Bond-rating scale: what is it, and how does it work?

Bond-rating helps investors assess a bond issuer’s financial strength to repay the debt on time. Bond-rating agencies set up rating scales to evaluate bond issuers’ creditworthiness. Understanding the credit ratings is essential to bond investors, whether institutional or individual investors, help in investment decisions.

This article will discuss what bond rating is; how bonds are rated; then, we will elaborate on the current leading 3 rating agencies and their rating systems. Finally, we also mention the implications of different bond ratings, outstanding bond ratings, and BBB ratings.

Essentials of bond ratings

What is a bond rating?

A bond rating is to evaluate a commercial corporation’s or a government agency’s creditworthiness. Contrary to an individual’s credit score, the rating agencies publish the institutions’ rating scores. Investors make investment decisions based on the financial strength and their probability of repaying the debt.

  • A bond rating process involves three major parties. 1.A bond issuer plans to raise the money. 2. A rating agency assesses the bond issuer’s default risk and cash flow risk. 3. Bond investors buy the bonds and loan the money.
  • There are two types of bond issuers: 1. Government agencies, e.g., local governments, central banks and treasury departments, etc. 2. Private Institutions, e.g., public-listed companies. They need additional capital for operating and cash flow needs. Enterprises need financing or refinancing for their projects.
  • Rating agencies: Three primary agencies occupy more than 95 percent of the credit rating market. They are Standard & Poor’s, Moody’s, and Fitch. They are all paid agencies to assess bond issuer’s credit quality.
  • Bond investors consist of 1. Institutional ones: they are bond funds, insurance companies, banks, sovereign wealth funds and corporations, and retirement funds, etc. They invest in bonds to maintain a regular and steady income for fund owners. 2.) Individual bond investors: they invest in bonds for personal wealth and income accumulation.

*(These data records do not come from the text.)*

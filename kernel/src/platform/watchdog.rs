// Licensed under the Apache License, Version 2.0 or the MIT License.
// SPDX-License-Identifier: Apache-2.0 OR MIT
// Copyright Tock Contributors 2022.

//! Interface for configuring a watchdog

/// Watchdog hooks called by the kernel main loop.
///
/// The loop calls `setup()` once before it starts, `tickle()` on every pass,
/// and brackets sleep with `suspend()` and `resume()`. None of the hooks can
/// fail: an implementation that cannot arm its hardware reports the problem
/// and leaves the system running unprotected.
pub trait WatchDog {
    /// Arm the watchdog with the period chosen by the implementation. The
    /// period must be long enough to survive a normal pass of the loop and
    /// short enough to catch a hang.
    fn setup(&self) {}

    /// Restart the countdown. Does nothing if the watchdog is not running.
    fn tickle(&self) {}

    /// Stop the countdown before the chip sleeps.
    fn suspend(&self) {}

    /// Restart the watchdog after sleep, with the same period `setup()`
    /// chose.
    fn resume(&self) {
        self.tickle();
    }
}

/// Boards without a watchdog use the unit type.
impl WatchDog for () {}

#[cfg(test)]
mod tests {
    use super::WatchDog;

    #[test]
    fn unit_watchdog_is_inert() {
        let wdt: &dyn WatchDog = &();
        wdt.setup();
        wdt.tickle();
        wdt.suspend();
        wdt.resume();
    }
}
// Licensed under the Apache License, Version 2.0 or the MIT License.
// SPDX-License-Identifier: Apache-2.0 OR MIT
// Copyright Tock Contributors 2022.

//! Standard error enum for invoking operations

use core::fmt;

/// Standard errors in Tock.
///
/// HIL implementations convert their driver-specific errors into one of
/// these values so that boards and capsules can handle failures without
/// knowing which chip produced them.
#[derive(Clone, Copy, Debug, PartialEq, Eq)]
#[repr(usize)]
pub enum ErrorCode {
    /// Generic failure condition
    FAIL = 1,
    /// Underlying system is busy; retry
    BUSY = 2,
    /// The state requested is already set
    ALREADY = 3,
    /// The component is powered down
    OFF = 4,
    /// Reservation required before use
    RESERVE = 5,
    /// An invalid parameter was passed
    INVAL = 6,
    /// Parameter passed was too large
    SIZE = 7,
    /// Operation canceled by a call
    CANCEL = 8,
    /// Memory required not available
    NOMEM = 9,
    /// Operation is not supported
    NOSUPPORT = 10,
    /// Device is not available
    NODEVICE = 11,
    /// Device is not physically installed
    UNINSTALLED = 12,
    /// Packet transmission not acknowledged
    NOACK = 13,
}

impl fmt::Display for ErrorCode {
    fn fmt(&self, f: &mut fmt::Formatter<'_>) -> fmt::Result {
        let name = match self {
            ErrorCode::FAIL => "FAIL",
            ErrorCode::BUSY => "BUSY",
            ErrorCode::ALREADY => "ALREADY",
            ErrorCode::OFF => "OFF",
            ErrorCode::RESERVE => "RESERVE",
            ErrorCode::INVAL => "INVAL",
            ErrorCode::SIZE => "SIZE",
            ErrorCode::CANCEL => "CANCEL",
            ErrorCode::NOMEM => "NOMEM",
            ErrorCode::NOSUPPORT => "NOSUPPORT",
            ErrorCode::NODEVICE => "NODEVICE",
            ErrorCode::UNINSTALLED => "UNINSTALLED",
            ErrorCode::NOACK => "NOACK",
        };
        f.write_str(name)
    }
}

#[cfg(test)]
mod tests {
    use super::ErrorCode;
    use core::fmt::Write;

    struct Name {
        buf: [u8; 16],
        len: usize,
    }

    impl Write for Name {
        fn write_str(&mut self, s: &str) -> core::fmt::Result {
            let end = self.len + s.len();
            self.buf[self.len..end].copy_from_slice(s.as_bytes());
            self.len = end;
            Ok(())
        }
    }

    fn name(err: ErrorCode) -> Name {
        let mut name = Name {
            buf: [0; 16],
            len: 0,
        };
        write!(name, "{}", err).unwrap();
        name
    }

    #[test]
    fn display_uses_variant_name() {
        let inval = name(ErrorCode::INVAL);
        assert_eq!(&inval.buf[..inval.len], b"INVAL");
        let nodevice = name(ErrorCode::NODEVICE);
        assert_eq!(&nodevice.buf[..nodevice.len], b"NODEVICE");
    }
}
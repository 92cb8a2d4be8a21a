use thiserror::Error;

#[derive(Error, Debug)]
/// Errors that can be returned from the engine
pub enum Error {
    /// No board can be built from the hand, or the search budget ran out
    #[error("No valid words can be formed from the current letters")]
    Dump,

    /// A letter count above what fits in a byte
    #[error("Count of {count} for letter '{letter}' is above the maximum of 255")]
    CountTooLarge { letter: char, count: usize },

    /// The hand is too small to form any word
    #[error("At least 2 letters are needed, but only {0} were provided")]
    NotEnoughLetters(usize),

    /// A dictionary entry with characters outside A-Z
    #[error("Invalid word \"{0}\" in the dictionary")]
    InvalidWord(String),
}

What factors affect bond ratings

Internal factors

  1. Creditworthiness: Like a credit bureau, a credit agency evaluates a corporation’s ability to pay back the debt. If an institution is not likely to pay back principals and interests on time, it may have a higher default risk like Finnie Mae and Freddie Mae during the financial crisis in 2008. A corporation may have difficulty in cash flow payments due to deteriorating business situations.
  2. Capital structure: A bond issuer may have complicated capital systems, and it can cause a company to repay even if it has healthy business growth. So a company can set up orders and priorities to pay back creditor’s loans. As a result, investors of lower priorities may have a higher default risk of principal or interest payments or both!
  3. A bond issuer’s competitiveness: If a corporation has edges in business competitions and the capability to increase profit among competitors, it can make bondholders more assured of its ability to pay back principal and interest.
  4. Financial health: A company’s financial position reflects its financial strength and commitment. Of these is a company’s balance sheets, which provide more financial information for investors.

External factors

  1. Microeconomic: Changes in industry and government regulations may have an impact on a company’s competitiveness. For example, more and more consumers are using more online shopping. As a consequence, online companies find bond issues easier than mall operating companies.
  2. Unpredictable events in the future: Unexpected events like earthquakes, pandemics, and floods cause unforeseen damages in principal and interest payments. It is beyond a corporation’s financial commitments.
  3. Third-party risks: Rating agencies consider third-party’s ability to guarantee bond issuer payments. The financially stronger the guarantor, the more secure the commitments become. 

How are bonds rated?

A bond rating is a grade assigned to a bond. The rating defines the borrowing corporation’s financial strength and willingness to repay the debt.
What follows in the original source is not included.